First heard Michaels doing a Giants call during a trip to visit family in the San Francisco area in 1977. You could tell even then he fell into the Scully-Red Barber camp of announcing styles, and those are the types to tend to do well on the national stage (Harry Carey's was the other camp, totally rooting for whatever team was signing their paycheck at the moment.
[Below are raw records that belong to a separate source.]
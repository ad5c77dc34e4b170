//! Metal backend (macOS). Share handles are global IOSurface IDs.

pub mod device;
pub mod interop;

pub use device::MetalDevice;
pub use interop::MetalBackend;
Those equally tied to that team can love the style, but it turns off others and doesn't translate well to national broadcasts).
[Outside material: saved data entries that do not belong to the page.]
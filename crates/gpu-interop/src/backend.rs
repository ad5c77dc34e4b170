//! Common interface for graphics API backends.

use anyhow::Result;

use crate::format::ApiKind;
use crate::frame::{FrameBuffer, FrameBufferMut};
use crate::texture::{RawTexture, TextureDesc};

/// Driver-level operations behind an [`InteropSession`](crate::InteropSession).
///
/// Implementations exist for D3D11 (Windows, shared handles plus
/// `WGL_NV_DX_interop2` for OpenGL consumers), Metal (macOS, global IOSurface
/// IDs) and host memory (every platform, in-process only).
///
/// Backends do no bookkeeping of their own beyond what the driver needs:
/// allow-list checks, binding caches and staleness checks live in the session.
pub trait InteropBackend {
    /// Downcast to a concrete type, e.g. to reach the D3D11 device.
    fn as_any(&self) -> &dyn std::any::Any;

    /// Mutable downcast to a concrete type.
    fn as_any_mut(&mut self) -> &mut dyn std::any::Any;

    /// The API textures created by this backend belong to.
    fn api_kind(&self) -> ApiKind;

    /// Whether [`open_shared`](Self::open_shared) can produce handles for `api`.
    fn supports(&self, api: ApiKind) -> bool;

    /// Allocate a texture other processes can open, returning it together with
    /// the OS-level share handle.
    fn create_shared(&mut self, desc: &TextureDesc) -> Result<(RawTexture, u64)>;

    /// Open a share handle published by `creator` as a texture usable by `api`.
    fn open_shared(
        &mut self,
        creator: ApiKind,
        handle: u64,
        desc: &TextureDesc,
        api: ApiKind,
    ) -> Result<RawTexture>;

    /// Copy `src` into `dst`. Completes before returning.
    fn copy_in(&mut self, dst: &RawTexture, desc: &TextureDesc, src: &FrameBuffer<'_>)
        -> Result<()>;

    /// Copy `src` out into `dst`. Completes before returning.
    fn copy_out(
        &mut self,
        src: &RawTexture,
        desc: &TextureDesc,
        dst: &mut FrameBufferMut<'_>,
    ) -> Result<()>;

    /// Take exclusive access to `texture` for the local API.
    fn lock(&mut self, _texture: &RawTexture) -> Result<()> {
        Ok(())
    }

    /// Release access taken by [`lock`](Self::lock).
    fn unlock(&mut self, _texture: &RawTexture) {}

    /// Free everything the driver holds for `texture`.
    fn release(&mut self, texture: RawTexture);
}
And, yes, Michaels did call Lake Placid live, but since ABC was expecting a Soviet rout -- based on the fact they routed the U.S. team at Madison Square Garden in an Olympic warm-up game a few weeks earlier -- they opted not to air the game live and hold it for delayed broadcast (they ended up running the game in its entirety, but delaying it allowed the network the option of editing the thing down if it had turned into another 10-2 rout).

chalmers said...

Most observers didn't give the U.S. team a chance to make the medal round, so when the schedule called for a 5 p.m. game pitting the first-place team in the USSR's group against the second-place team in the USA's group, no one even noticed.
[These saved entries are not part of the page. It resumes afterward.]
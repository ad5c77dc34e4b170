//! Errors returned by [`InteropSession`](crate::InteropSession).

use thiserror::Error;

use crate::format::{ApiKind, PixelFormat};

#[derive(Error, Debug)]
pub enum InteropError {
    /// The pair is not on the interop allow-list. Nothing was bound.
    #[error("{format} cannot be shared with {api}")]
    FormatIncompatible { format: PixelFormat, api: ApiKind },

    /// The texture was replaced or closed, or the frame geometry does not
    /// match it.
    #[error("stale texture: {0}")]
    StaleTexture(String),

    /// The backend cannot produce handles for this API at all.
    #[error("{backend} backend cannot bind textures for {api}")]
    UnsupportedApi { backend: ApiKind, api: ApiKind },

    /// A shared texture already exists; resize through `prepare_shared`.
    #[error("session already owns a shared texture")]
    AlreadyShared,

    #[error("invalid frame: {0}")]
    InvalidFrame(String),

    /// Driver-level failure. The session has been closed.
    #[error("interop failure: {0:#}")]
    Failure(#[from] anyhow::Error),
}
//! Cross-API, cross-process GPU texture interop.
//!
//! An [`InteropSession`] owns one graphics device (through an
//! [`InteropBackend`]), at most one shared texture that other processes can
//! open, and a cache of bindings that expose foreign share handles to a
//! requested graphics API. Which `(format, API)` pairs may be bound is decided
//! by an [`InteropPolicy`] allow-list.
//!
//! Backends:
//!
//! - [`host`]: host-memory textures, every platform, in-process handles only.
//! - `dx11` (Windows): D3D11 shared handles; OpenGL consumers via
//!   `WGL_NV_DX_interop2`.
//! - `metal` (macOS): global IOSurface IDs; Metal and OpenGL consumers.

pub mod backend;
pub mod error;
pub mod format;
pub mod frame;
pub mod host;
pub mod session;
pub mod texture;

pub use backend::InteropBackend;
pub use error::InteropError;
pub use format::{ApiKind, InteropPolicy, PixelFormat, PolicyRule};
pub use frame::{FrameBuffer, FrameBufferMut, FrameSource, FrameTarget};
pub use host::HostBackend;
pub use session::{AccessGuard, InteropSession, PendingShared};
pub use texture::{LocalTexture, RawTexture, ShareDescriptor, TextureDesc, TextureId};

// Platform-specific implementations.

#[cfg(target_os = "macos")]
pub mod metal;
#[cfg(target_os = "macos")]
pub use metal::MetalBackend;

#[cfg(target_os = "windows")]
pub mod dx11;
#[cfg(target_os = "windows")]
pub use dx11::Dx11Backend;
When it became obvious that it would be a huge event, they tried to switch the game to prime-time, the USSR refused to agree to the schedule change.

ABC aired the game in its entirety in the format now known as "plausibly live." There was a major giveaway for those who knew that the game had actually been played by the time Jim McKay took the air at 8 p.m.

Roone Arledge and McKay loved incorporating the local environment into their sportscasts, so much of McKay's studio work was green-screened with a view of the Lake Placid Village streets running behind him.

When McKay went on the air shortly after the actual game ended, they should have cut off the green screen, but they didn't. Instead of the usual scene of chilly people moving along, there was a frenzy of deliriously happy American fans screaming and mugging for the camera.

And the game was shot live. If the commentary had been added "in post," Ken Dryden wouldn't have jumped on Al's famous line.

Breadbaker said...

You seem to be Mental Floss's man of the month.

http://mentalfloss.com/node/13748/take

Anonymous said...

Al Michaels did radio play-by-play for the Reds from 1971-73 and I listened to him all the time where I grew up near Cincinnati. By the time he left to do Giants games in 1974, when I was 14, he had become my broadcasting idol. He had a wonderful voice and personality, and could sound upbeat without being a homer. The Reds replaced him with the great Marty Brennaman, who is beloved in Cincy, but I never really got over Al leaving to take the Giants job.

stone said...

Hi Ken Levine, good post.

Michael said...

Al Michaels left Cincinnati because he didn't get along with Reds executive Dick Wagner, who was one of the least liked people in baseball, apparently, and because Wagner wouldn't pay him what he was worth. In San Francisco, Michaels became known for pulling no punches, which fit into the tradition of sarcasm and humor that Lon Simmons did a lot to establish--when teams were bad. So, when the Giants were losing big one night to the Padres, Michaels said, "It's Padres nine, Giants nine,, but the Giants unfortunately are playing in German."

Anonymous said...

I saw that Jamie Farr was at the 1980 USA USSR hockey match. Im wondering if Ken ever ask him about it?





Linkmeister said...

Just FYI, before Michaels moved to the Giants he did a season or two of Hawai'i Islanders AAA games. He was followed there by another legend, Les Keiter.

Anonymous said...

Orange Tom, What the hell are you on about?

Seriously.

I can NEVER recall Michaels talking about politics, in fact he is so good because unlike someone like Berman, he doesn't make the game or the situation about him and though he does have a favorite phrase, "WOOOOOW," he doesn't use it 10 times a game, it's only after hearing for so many years that I realized he had one and used it. Listen to Dick Enberg now and the "Oh my," comes off so horribly and utterly not spontaneous, it's like he;s reading a script.